Many to many relationships and RavenDB models
I've recently come across this question in StackOverflow titled "Many to many design for NoSql (RavenDB)", and I thought it is a really good case of a very frequently asked question worth featuring here:
I have two simple objects, 'user' and 'events'. A user can enter many events and an event can be entered by many users - a standard many to many relationship. I'm trying to get out of the relational database mindset!
Here are the queries/actions that I'd like to run against the database:
- Get me all the events that a user has not entered
- Get me all the events that a user has entered
- Update all the events (properties like remaining spaces) very frequently (data polled from various external data sources).
- Removing events when they've expired
The OP then lists 3 options of solving this:
- A "relational approach": Create a new object, that links user and events. For example, a "booking" object, that stores the userId, eventId
- Denormalise the events data within the user object, so there is a list of eventIds on the user.
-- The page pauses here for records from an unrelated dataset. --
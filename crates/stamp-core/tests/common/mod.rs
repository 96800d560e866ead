//! Shared fixtures for stamp-core integration tests

#![allow(dead_code)]

use image::{ImageBuffer, ImageOutputFormat, Rgba};
use lopdf::content::{Content, Operation};
use lopdf::{dictionary, Dictionary, Document, Object, ObjectId, Stream};
use std::io::Cursor;

/// One page of a generated test document
pub struct PageSpec {
    pub media_box: [i64; 4],
    /// Extra entries merged into the page dictionary
    pub extra: Dictionary,
}

impl PageSpec {
    pub fn sized(width: i64, height: i64) -> Self {
        Self {
            media_box: [0, 0, width, height],
            extra: Dictionary::new(),
        }
    }

    pub fn letter() -> Self {
        Self::sized(612, 792)
    }
}

pub fn build_pdf(pages: Vec<PageSpec>) -> Vec<u8> {
    let mut doc = Document::with_version("1.7");
    let pages_id = doc.new_object_id();

    let font_id = doc.add_object(dictionary! {
        "Type" => "Font",
        "Subtype" => "Type1",
        "BaseFont" => "Helvetica",
    });

    let mut kids = Vec::new();
    for (i, spec) in pages.into_iter().enumerate() {
        let content = Content {
            operations: vec![
                // Leaves a scaled CTM behind on purpose
                Operation::new(
                    "cm",
                    vec![2.into(), 0.into(), 0.into(), 2.into(), 0.into(), 0.into()],
                ),
                Operation::new("BT", vec![]),
                Operation::new("Tf", vec![Object::Name(b"F1".to_vec()), 12.into()]),
                Operation::new("Td", vec![36.into(), 36.into()]),
                Operation::new(
                    "Tj",
                    vec![Object::String(
                        format!("Page {}", i + 1).into_bytes(),
                        lopdf::StringFormat::Literal,
                    )],
                ),
                Operation::new("ET", vec![]),
            ],
        };
        let content_id = doc.add_object(Stream::new(Dictionary::new(), content.encode().unwrap()));

        let [x0, y0, x1, y1] = spec.media_box;
        let mut page = dictionary! {
            "Type" => "Page",
            "Parent" => pages_id,
            "MediaBox" => vec![x0.into(), y0.into(), x1.into(), y1.into()],
            "Contents" => content_id,
        };
        for (key, value) in spec.extra.iter() {
            page.set(key.clone(), value.clone());
        }
        kids.push(Object::Reference(doc.add_object(page)));
    }

    let count = kids.len() as i64;
    doc.objects.insert(
        pages_id,
        Object::Dictionary(dictionary! {
            "Type" => "Pages",
            "Kids" => kids,
            "Count" => count,
            "Resources" => dictionary! {
                "Font" => dictionary! { "F1" => font_id },
            },
        }),
    );

    let catalog_id = doc.add_object(dictionary! {
        "Type" => "Catalog",
        "Pages" => pages_id,
    });
    doc.trailer.set("Root", catalog_id);

    let mut buffer = Vec::new();
    doc.save_to(&mut buffer).unwrap();
    buffer
}

pub fn letter_pdf(pages: usize) -> Vec<u8> {
    build_pdf((0..pages).map(|_| PageSpec::letter()).collect())
}

pub fn png(width: u32, height: u32, rgba: [u8; 4]) -> Vec<u8> {
    let img = ImageBuffer::from_pixel(width, height, Rgba(rgba));
    let mut out = Cursor::new(Vec::new());
    img.write_to(&mut out, ImageOutputFormat::Png).unwrap();
    out.into_inner()
}

/// A signature image with the same 2:1 aspect ratio as the default stamp
pub fn signature_png() -> Vec<u8> {
    png(300, 150, [20, 20, 120, 255])
}

/// Stamp rectangle recovered from a signed page, in top-left coordinates
/// of the displayed page
#[derive(Debug, Clone, Copy, PartialEq)]
pub struct Placement {
    pub x0: f64,
    pub y0: f64,
    pub x1: f64,
    pub y1: f64,
    /// The image's top edge faces the top of the displayed page
    pub upright: bool,
}

fn number(obj: &Object) -> f64 {
    match obj {
        Object::Integer(i) => *i as f64,
        Object::Real(r) => *r as f64,
        other => panic!("expected number, got {:?}", other),
    }
}

fn page_rect(doc: &Document, page_id: ObjectId, key: &[u8]) -> Option<[f64; 4]> {
    let page = doc.get_object(page_id).unwrap().as_dict().unwrap();
    let arr = page.get(key).ok()?.as_array().unwrap();
    let v: Vec<f64> = arr.iter().map(number).collect();
    Some([v[0].min(v[2]), v[1].min(v[3]), v[0].max(v[2]), v[1].max(v[3])])
}

/// Visible box and rotation, as set directly on the generated pages
fn page_frame(doc: &Document, page_id: ObjectId) -> ([f64; 4], i64) {
    let media = page_rect(doc, page_id, b"MediaBox").unwrap();
    let visible = page_rect(doc, page_id, b"CropBox").unwrap_or(media);
    let page = doc.get_object(page_id).unwrap().as_dict().unwrap();
    let rotate = page
        .get(b"Rotate")
        .map(|r| r.as_i64().unwrap().rem_euclid(360))
        .unwrap_or(0);
    (visible, rotate)
}

/// User space point to top-left coordinates on the displayed page
fn to_display(frame: ([f64; 4], i64), x: f64, y: f64) -> (f64, f64) {
    let ([llx, lly, urx, ury], rotate) = frame;
    match rotate {
        90 => (y - lly, x - llx),
        180 => (urx - x, y - lly),
        270 => (ury - y, urx - x),
        _ => (x - llx, ury - y),
    }
}

fn round(v: f64) -> f64 {
    (v * 1000.0).round() / 1000.0
}

/// Every stamp drawn on each page, in page order
pub fn placements(pdf: &[u8]) -> Vec<Vec<Placement>> {
    let doc = Document::load_mem(pdf).unwrap();
    doc.get_pages()
        .into_values()
        .map(|page_id| {
            let content = Content::decode(&doc.get_page_content(page_id).unwrap()).unwrap();
            let frame = page_frame(&doc, page_id);

            let mut found = Vec::new();
            let mut last_cm: Option<Vec<f64>> = None;
            for op in &content.operations {
                match op.operator.as_str() {
                    "cm" => last_cm = Some(op.operands.iter().map(number).collect()),
                    "Do" => {
                        let name = op.operands[0].as_name().unwrap();
                        if name.starts_with(b"SigStamp") {
                            let m = last_cm.clone().expect("stamp drawn without cm");
                            let corner = |s: f64, t: f64| {
                                to_display(
                                    frame,
                                    m[0] * s + m[2] * t + m[4],
                                    m[1] * s + m[3] * t + m[5],
                                )
                            };
                            let corners = [corner(0.0, 0.0), corner(1.0, 0.0), corner(0.0, 1.0), corner(1.0, 1.0)];
                            let xs = corners.iter().map(|c| c.0);
                            let ys = corners.iter().map(|c| c.1);
                            let x0 = xs.clone().fold(f64::INFINITY, f64::min);
                            let x1 = xs.fold(f64::NEG_INFINITY, f64::max);
                            let y0 = ys.clone().fold(f64::INFINITY, f64::min);
                            let y1 = ys.fold(f64::NEG_INFINITY, f64::max);

                            // Image top-left is (s, t) = (0, 1)
                            let (tl_x, tl_y) = corner(0.0, 1.0);
                            let upright = round(tl_x) == round(x0) && round(tl_y) == round(y0);

                            found.push(Placement {
                                x0: round(x0),
                                y0: round(y0),
                                x1: round(x1),
                                y1: round(y1),
                                upright,
                            });
                        }
                    }
                    _ => {}
                }
            }
            found
        })
        .collect()
}

pub fn placement(x0: f64, y0: f64, x1: f64, y1: f64) -> Placement {
    Placement {
        x0,
        y0,
        x1,
        y1,
        upright: true,
    }
}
- Don't use RavenDB for this, instead use a relational database.
Relational vs RavenDB modeling questions are very common, and the question about many to many relations is one in particular that I'm getting very frequently. That is, when people are aware design decisions differ between relational databases and document databases (and between document databases and RavenDB, and basically between every type of non-relational databases). Its also very common for people to find it hard to escape the relational thinking, as can be evident from the 3 options the OP listed.
I was just finishing writing chapter 5 of RavenDB in Action which discusses document-oriented modeling, so I grabbed my pen (well, keyboard) and wrote down the following answer. It was only a coincidence that I previously discussed almost the exact same domain in the past.
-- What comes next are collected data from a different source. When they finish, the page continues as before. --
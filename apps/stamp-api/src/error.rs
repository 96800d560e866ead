//! Error types for the stamp API

use axum::{
    extract::multipart::MultipartError,
    http::StatusCode,
    response::{IntoResponse, Response},
    Json,
};
use serde_json::json;
use stamp_core::SigningError;
use thiserror::Error;

#[derive(Debug, Error)]
pub enum ApiError {
    #[error("{0} not found")]
    NotFound(String),

    #[error("Invalid request: {0}")]
    InvalidRequest(String),

    #[error(transparent)]
    Signing(#[from] SigningError),

    #[error("Database error: {0}")]
    Database(#[from] sqlx::Error),

    #[error("Storage error: {0}")]
    Storage(#[from] std::io::Error),

    #[error("Internal error: {0}")]
    Internal(#[from] anyhow::Error),
}

impl From<MultipartError> for ApiError {
    fn from(err: MultipartError) -> Self {
        ApiError::InvalidRequest(format!("Malformed upload: {}", err))
    }
}

impl From<tokio::task::JoinError> for ApiError {
    fn from(err: tokio::task::JoinError) -> Self {
        ApiError::Internal(anyhow::anyhow!("Background task failed: {}", err))
    }
}

impl IntoResponse for ApiError {
    fn into_response(self) -> Response {
        let (status, message) = match &self {
            ApiError::NotFound(what) => (StatusCode::NOT_FOUND, format!("{} not found", what)),
            ApiError::InvalidRequest(msg) => (StatusCode::BAD_REQUEST, msg.clone()),
            ApiError::Signing(e) => (StatusCode::UNPROCESSABLE_ENTITY, e.to_string()),
            ApiError::Database(e) => {
                tracing::error!("Database error: {}", e);
                (
                    StatusCode::INTERNAL_SERVER_ERROR,
                    "Database error".to_string(),
                )
            }
            ApiError::Storage(e) => {
                tracing::error!("Storage error: {}", e);
                (
                    StatusCode::INTERNAL_SERVER_ERROR,
                    "Storage error".to_string(),
                )
            }
            ApiError::Internal(e) => {
                tracing::error!("Internal error: {}", e);
                (
                    StatusCode::INTERNAL_SERVER_ERROR,
                    "Internal error".to_string(),
                )
            }
        };

        let body = Json(json!({
            "error": message,
            "status": status.as_u16(),
        }));

        (status, body).into_response()
    }
}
The event-registration domain is a great one for discussing RavenDB modeling, especially because there may be various use cases in play, and use cases dictate the approach to take when deciding on the model. This is pretty much what I tried explaining in my answer, using some nice indexing technique to solve one less-trivial query that was required:
Actually, RavenDB is a perfect fit for that. To properly do that, ask yourself what are the main entities in your model? each one of those will be a document type in RavenDB.
So in your scenario, you'd have Event
and User
. Then, an Event
can have a list of User
IDs which you can then easily index and query on. There are more ways to do that, and I actually discussed this in my blog some time in the past with some further considerations that might come up.
The only non-trivial bit is probably the index for answering queries like "all events user has not entered", but that's quite easily done as well:
public class Events_Registrations : AbstractIndexCreationTask<Event>
{
public Events_Registrations()
{
Map = events => from e in events
select new { EventId = e.Id, UserId = e.Registrations.SelectMany(x => x.UserId) });
}
}
Once you have such an index in place, you can do a query like below to get all events a specified user has no registrations to:
var events = RavenSession.Advanced.LuceneQuery<Event, Events_Registrations>()
.Where("EventId:*")
.AndAlso()
.Not
.WhereEquals("UserId", userId).ToList();
Then handling things like expiring events etc is very easily done. Definitely don't denormalize event data in the User object, it will make your life living hell.
There's some data missing though - for example how many registrations are allow per event. If there are too many you may want to break it out of the actual Event
object, or to revert to Booking objects as you mention. I discuss this in length in my book RavenDB in Action.